* MATERIAL SUPPLIED
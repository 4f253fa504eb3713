//! Application layer - use cases and services

pub mod commands;
pub mod context;
pub mod services;

pub use commands::{Cli, CommandExecutor, Commands};
pub use context::AppContext;
pub use services::{DashboardService, Rejection, WriteOutcome};
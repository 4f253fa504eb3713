//! In-memory contract doubles for tests

use alloy_primitives::{Address, TxHash, U256};
use async_trait::async_trait;
use std::collections::{HashMap, HashSet};
use std::sync::Mutex;

use super::{BestPool, NewPool, StakingContract, TokenContract, UserStake};
use crate::domain::pool::RawPool;
use crate::shared::errors::{ContractError, Operation, RpcError};

/// A write the double accepted, in submission order
#[derive(Debug, Clone, PartialEq, Eq)]
pub struct Submitted {
    pub operation: Operation,
    pub from: Address,
    pub pool_id: Option<u64>,
    pub amount: Option<U256>,
}

fn rejected(operation: Operation, pool_id: Option<u64>, amount: Option<U256>) -> ContractError {
    ContractError::Call {
        operation,
        pool_id,
        amount: amount.map(|a| a.to_string()),
        source: RpcError::Node {
            code: -32000,
            message: "execution reverted".to_string(),
        },
    }
}

fn hash_for(n: usize) -> TxHash {
    TxHash::with_last_byte(n as u8)
}

pub fn units(n: u64) -> U256 {
    U256::from(n) * U256::from(10u64).pow(U256::from(18u64))
}

#[derive(Default)]
pub struct MockStakingContract {
    pools: Mutex<Vec<RawPool>>,
    stakes: Mutex<HashMap<(Address, u64), U256>>,
    failing_pools: Mutex<HashSet<u64>>,
    reject_writes: Mutex<bool>,
    best_pool: Mutex<Option<BestPool>>,
    pub submitted: Mutex<Vec<Submitted>>,
}

impl MockStakingContract {
    /// `count` live pools, each with 500 tokens staked and 1 token/s rewards
    pub fn with_pools(count: u64) -> Self {
        let mock = Self::default();
        for _ in 0..count {
            mock.push_pool(RawPool {
                reward_per_second: units(1),
                min_stake: units(100),
                end_timestamp: u64::MAX / 2,
                total_staked: units(500),
                acc_reward_per_share: U256::ZERO,
                last_reward_time: U256::ZERO,
                exists: true,
            });
        }
        mock
    }

    pub fn push_pool(&self, pool: RawPool) {
        self.pools.lock().unwrap().push(pool);
    }

    pub fn set_user_stake(&self, account: Address, pool_id: u64, amount: U256) {
        self.stakes.lock().unwrap().insert((account, pool_id), amount);
    }

    pub fn fail_pool(&self, pool_id: u64) {
        self.failing_pools.lock().unwrap().insert(pool_id);
    }

    pub fn reject_writes(&self) {
        *self.reject_writes.lock().unwrap() = true;
    }

    pub fn set_best_pool(&self, best: BestPool) {
        *self.best_pool.lock().unwrap() = Some(best);
    }

    pub fn submissions(&self) -> Vec<Submitted> {
        self.submitted.lock().unwrap().clone()
    }

    fn submit(
        &self,
        operation: Operation,
        from: Address,
        pool_id: Option<u64>,
        amount: Option<U256>,
    ) -> Result<TxHash, ContractError> {
        if *self.reject_writes.lock().unwrap() {
            return Err(rejected(operation, pool_id, amount));
        }
        let mut submitted = self.submitted.lock().unwrap();
        submitted.push(Submitted {
            operation,
            from,
            pool_id,
            amount,
        });
        Ok(hash_for(submitted.len()))
    }
}

#[async_trait]
impl StakingContract for MockStakingContract {
    fn address(&self) -> Address {
        Address::repeat_byte(0xaa)
    }

    async fn pool_count(&self) -> Result<u64, ContractError> {
        Ok(self.pools.lock().unwrap().len() as u64)
    }

    async fn get_pool(&self, pool_id: u64) -> Result<RawPool, ContractError> {
        if self.failing_pools.lock().unwrap().contains(&pool_id) {
            return Err(rejected(Operation::GetPool, Some(pool_id), None));
        }
        let pools = self.pools.lock().unwrap();
        Ok(pools.get(pool_id as usize).cloned().unwrap_or(RawPool {
            reward_per_second: U256::ZERO,
            min_stake: U256::ZERO,
            end_timestamp: 0,
            total_staked: U256::ZERO,
            acc_reward_per_share: U256::ZERO,
            last_reward_time: U256::ZERO,
            exists: false,
        }))
    }

    async fn get_user_stake(
        &self,
        account: Address,
        pool_id: u64,
    ) -> Result<UserStake, ContractError> {
        let amount = self
            .stakes
            .lock()
            .unwrap()
            .get(&(account, pool_id))
            .copied()
            .unwrap_or(U256::ZERO);
        Ok(UserStake {
            amount,
            ..UserStake::default()
        })
    }

    async fn best_pool_for_staking(&self, _amount: U256) -> Result<BestPool, ContractError> {
        self.best_pool
            .lock()
            .unwrap()
            .clone()
            .ok_or_else(|| rejected(Operation::BestPool, None, None))
    }

    async fn stake(
        &self,
        from: Address,
        pool_id: u64,
        amount: U256,
    ) -> Result<TxHash, ContractError> {
        self.submit(Operation::Stake, from, Some(pool_id), Some(amount))
    }

    async fn unstake(
        &self,
        from: Address,
        pool_id: u64,
        amount: U256,
    ) -> Result<TxHash, ContractError> {
        self.submit(Operation::Unstake, from, Some(pool_id), Some(amount))
    }

    async fn claim_rewards(&self, from: Address, pool_id: u64) -> Result<TxHash, ContractError> {
        self.submit(Operation::ClaimRewards, from, Some(pool_id), None)
    }

    async fn add_pool(&self, from: Address, pool: &NewPool) -> Result<TxHash, ContractError> {
        self.submit(Operation::AddPool, from, None, Some(pool.min_stake))
    }
}

pub struct MockTokenContract {
    decimals: u8,
    metadata_fails: Mutex<bool>,
    balances: Mutex<HashMap<Address, U256>>,
    pub approvals: Mutex<Vec<(Address, Address, U256)>>,
}

impl MockTokenContract {
    pub fn new(decimals: u8) -> Self {
        Self {
            decimals,
            metadata_fails: Mutex::new(false),
            balances: Mutex::new(HashMap::new()),
            approvals: Mutex::new(Vec::new()),
        }
    }

    pub fn set_balance(&self, account: Address, amount: U256) {
        self.balances.lock().unwrap().insert(account, amount);
    }

    pub fn fail_metadata(&self) {
        *self.metadata_fails.lock().unwrap() = true;
    }

    pub fn approval_count(&self) -> usize {
        self.approvals.lock().unwrap().len()
    }
}

#[async_trait]
impl TokenContract for MockTokenContract {
    fn address(&self) -> Address {
        Address::repeat_byte(0xbb)
    }

    async fn decimals(&self) -> Result<u8, ContractError> {
        if *self.metadata_fails.lock().unwrap() {
            return Err(rejected(Operation::TokenDecimals, None, None));
        }
        Ok(self.decimals)
    }

    async fn symbol(&self) -> Result<String, ContractError> {
        if *self.metadata_fails.lock().unwrap() {
            return Err(rejected(Operation::TokenSymbol, None, None));
        }
        Ok("TST".to_string())
    }

    async fn balance_of(&self, account: Address) -> Result<U256, ContractError> {
        Ok(self.balances.lock().unwrap().get(&account).copied().unwrap_or(U256::ZERO))
    }

    async fn approve(
        &self,
        from: Address,
        spender: Address,
        amount: U256,
    ) -> Result<TxHash, ContractError> {
        let mut approvals = self.approvals.lock().unwrap();
        approvals.push((from, spender, amount));
        Ok(TxHash::with_last_byte(0xf0 + approvals.len() as u8))
    }
}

* ACTIVITY
Would you return all lines from the preceding listing that contain the word "struct"?

* SOLUTION TO THIS EXERCISE
pub struct Submitted {
pub struct MockStakingContract {
pub struct MockTokenContract {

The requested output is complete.